One day before the start of the study, ammonium perchlorate stock concentrate (50 g/L) was made up in dechlorinated local tap water (filtered to 10 μm, maintained at 25 ± 2°C). The stock was renewed at 11-day intervals. Typical water quality parameters were hardness, 44.7–49.3 mg/L; free chlorine, < 2.0 μg/L; calcium, 14.1 mg/L; sodium, 28.6 mg/L; potassium, 1.43 mg/L; aluminum, 4.73 μg/L; iron, < 3.0 μg/L; lead, < 2.0 μg/L. Test solutions (nominal concentrations of ammonium perchlorate, 0, 1, 10, and 100 mg/L) were made from the stock concentrate by dilution in dechlorinated water. Test and control solutions were renewed on study day 5 (principal hatch day) and then three times per week thereafter.
Embryo selection, maintenance, and exposure.
On day 0, fathead minnow embryos (n = 240) at blastula and morula developmental stages were gathered from mating tiles in the husbandry unit at Brixham Environmental Laboratory. Healthy embryos were selected, in batches of five, under a dissection microscope and randomly assigned to incubation cups, until each contained 10 embryos. Incubation cups were hung on oscillating incubation units over the fish tanks, maintaining the embryos constantly moving up and down through the test water at 2 cycles/min.

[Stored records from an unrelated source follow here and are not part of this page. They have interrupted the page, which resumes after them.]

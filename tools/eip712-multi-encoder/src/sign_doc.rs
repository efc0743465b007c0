use eip712_multi_types::{Fee, SignableMsg, SignerContext, Tip, TransactionView};

use crate::errors::SignModeError;

/// Everything a signer commits to for one transaction.
///
/// Built per encode call and borrowed from the transaction; never cached.
#[derive(Debug)]
pub struct SignDocument<'a> {
    pub account_number: u64,
    pub sequence: u64,
    pub chain_id: u64,
    pub timeout_height: u64,
    pub fee: &'a Fee,
    pub memo: &'a str,
    pub tip: Option<&'a Tip>,
    pub msgs: Vec<&'a dyn SignableMsg>,
}

impl<'a> SignDocument<'a> {
    pub fn build(
        tx: &'a dyn TransactionView,
        signer: &SignerContext,
        chain_id: u64,
    ) -> Result<Self, SignModeError> {
        let msgs = tx.msgs();
        if msgs.is_empty() {
            return Err(SignModeError::EmptyTransaction);
        }

        Ok(Self {
            account_number: signer.account_number,
            sequence: signer.sequence,
            chain_id,
            timeout_height: tx.timeout_height(),
            fee: tx.fee(),
            memo: tx.memo(),
            tip: tx.tip(),
            msgs,
        })
    }
}
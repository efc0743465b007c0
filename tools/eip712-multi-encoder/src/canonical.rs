//! Canonical JSON for opaque messages.
//!
//! Every message is rendered as one compact JSON object in the JSON Canonicalization
//! Scheme (RFC 8785): keys sorted at every depth, arrays in order, no whitespace. The
//! type discriminator is embedded under [`TYPE_KEY`].
//!
//! Default-valued fields are kept as the message emits them, so two implementations
//! that agree on the message JSON agree on the canonical string.

use eip712_multi_types::SignableMsg;
use serde_json::Value;

use crate::errors::SerializationError;

pub const TYPE_KEY: &str = "@type";

/// Serialize a message to its canonical JSON string.
pub fn canonical_json(msg: &dyn SignableMsg) -> Result<String, SerializationError> {
    let mut fields = match msg.to_json_value()? {
        Value::Object(fields) => fields,
        other => return Err(SerializationError::NotAnObject(json_kind(&other))),
    };
    if fields.contains_key(TYPE_KEY) {
        return Err(SerializationError::ReservedKey(TYPE_KEY));
    }
    fields.insert(TYPE_KEY.to_string(), Value::String(msg.type_url().to_string()));

    Ok(serde_jcs::to_string(&Value::Object(fields))?)
}

fn json_kind(value: &Value) -> &'static str {
    match value {
        Value::Null => "null",
        Value::Bool(_) => "a boolean",
        Value::Number(_) => "a number",
        Value::String(_) => "a string",
        Value::Array(_) => "an array",
        Value::Object(_) => "an object",
    }
}
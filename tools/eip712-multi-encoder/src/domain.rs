use std::borrow::Cow;

use serde::Serialize;

/// Fixed EIP-712 domain fields shared by every signature of an application.
///
/// The template carries no chain id; [`DomainTemplate::descriptor`] produces a fresh
/// [`DomainDescriptor`] per call instead of patching shared state.
#[derive(Clone, Debug, PartialEq, Eq)]
pub struct DomainTemplate {
    pub name: Cow<'static, str>,
    pub version: Cow<'static, str>,
    pub verifying_contract: Cow<'static, str>,
    pub salt: Cow<'static, str>,
}

/// Greenfield transaction domain.
pub const GREENFIELD_DOMAIN: DomainTemplate = DomainTemplate {
    name: Cow::Borrowed("Greenfield Tx"),
    version: Cow::Borrowed("1.0.0"),
    verifying_contract: Cow::Borrowed("greenfield"),
    salt: Cow::Borrowed("0"),
};

impl DomainTemplate {
    pub fn new(
        name: impl Into<Cow<'static, str>>,
        version: impl Into<Cow<'static, str>>,
        verifying_contract: impl Into<Cow<'static, str>>,
        salt: impl Into<Cow<'static, str>>,
    ) -> Self {
        Self {
            name: name.into(),
            version: version.into(),
            verifying_contract: verifying_contract.into(),
            salt: salt.into(),
        }
    }

    pub fn descriptor(&self, chain_id: u64) -> DomainDescriptor {
        DomainDescriptor {
            name: self.name.to_string(),
            version: self.version.to_string(),
            chain_id,
            verifying_contract: self.verifying_contract.to_string(),
            salt: self.salt.to_string(),
        }
    }
}

impl Default for DomainTemplate {
    fn default() -> Self {
        GREENFIELD_DOMAIN
    }
}

/// The `domain` section of a typed-data document.
#[derive(Clone, Debug, PartialEq, Eq, Serialize)]
#[serde(rename_all = "camelCase")]
pub struct DomainDescriptor {
    pub name: String,
    pub version: String,
    pub chain_id: u64,
    pub verifying_contract: String,
    pub salt: String,
}
use crate::errors::{ChainIdError, SignModeError};

/// Parse the EIP-155 chain id out of a chain label such as `greenfield_9000-1`.
///
/// The id is the decimal suffix after the final `-`.
pub fn parse_chain_id(label: &str) -> Result<u64, SignModeError> {
    parse_suffix(label).map_err(|reason| SignModeError::InvalidChainId {
        label: label.to_string(),
        reason,
    })
}

fn parse_suffix(label: &str) -> Result<u64, ChainIdError> {
    let (name, suffix) = label
        .rsplit_once('-')
        .ok_or(ChainIdError::MissingSeparator)?;
    if name.is_empty() {
        return Err(ChainIdError::EmptyName);
    }
    // `u64::from_str` tolerates a leading `+`.
    if suffix.is_empty() || !suffix.bytes().all(|b| b.is_ascii_digit()) {
        return Err(ChainIdError::NotDecimal(suffix.to_string()));
    }
    suffix
        .parse::<u64>()
        .map_err(|_| ChainIdError::Overflow(suffix.to_string()))
}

There were two egg cups per tank, each containing a total of 10 embryos (20 embryos per tank), and a total of 60 embryos per exposure concentration, in triplicate. Embryos were inspected on a daily basis, and dead ones were removed. Most of the larvae hatched on study day 5 and were transferred to new test solution.
Maintenance of fry.
From posthatch day 0 to day 6, larvae were fed a suspension of rotifers (3,000 rotifers/mL; 2 mL three times per day on Monday–Friday and twice per day on weekends). On posthatch day 7, larvae were fed Artemia nauplii as well as rotifers. During posthatch days 8–15, fry were fed Artemia only, three times per day, and then from posthatch day 16 to the end of the study fry were fed Artemia twice per day and ground pellets (Ecostart 17; Biomar, Grangemouth, Scotland) once per day.
Sampling regime.
On study day 28, fish were sacrificed between 06:00 and 10:00 hr by immersion in a lethal dose of neutrally buffered ethyl 3-amino-benzoate methane sulfonate (MS222). Each fish was measured using digital calipers to determine standard length, weighed, and then snap frozen on dry ice. From each exposure concentration, 20 fish were sampled for whole-body thyroid hormone analyses, and a further 10 fish in each exposure group were fixed by immersion in 10% phosphate-buffered formalin for histologic examination of thyroid follicles, taking fish with an even distribution between the triplicate tanks. Fish for thyroid hormone assays were held at −80°C until analysis.
Histology.
Whole fish (n = 5) fixed in formalin were decalcified for 14 days in 5% formic acid in 5% formaldehyde. Fish were wax embedded and serially sectioned (6 μm) through all the thyroid follicles. Each follicle in each fish (5–13 follicles/fish) was traced through its entirety, and epithelial cell height was measured at the largest point.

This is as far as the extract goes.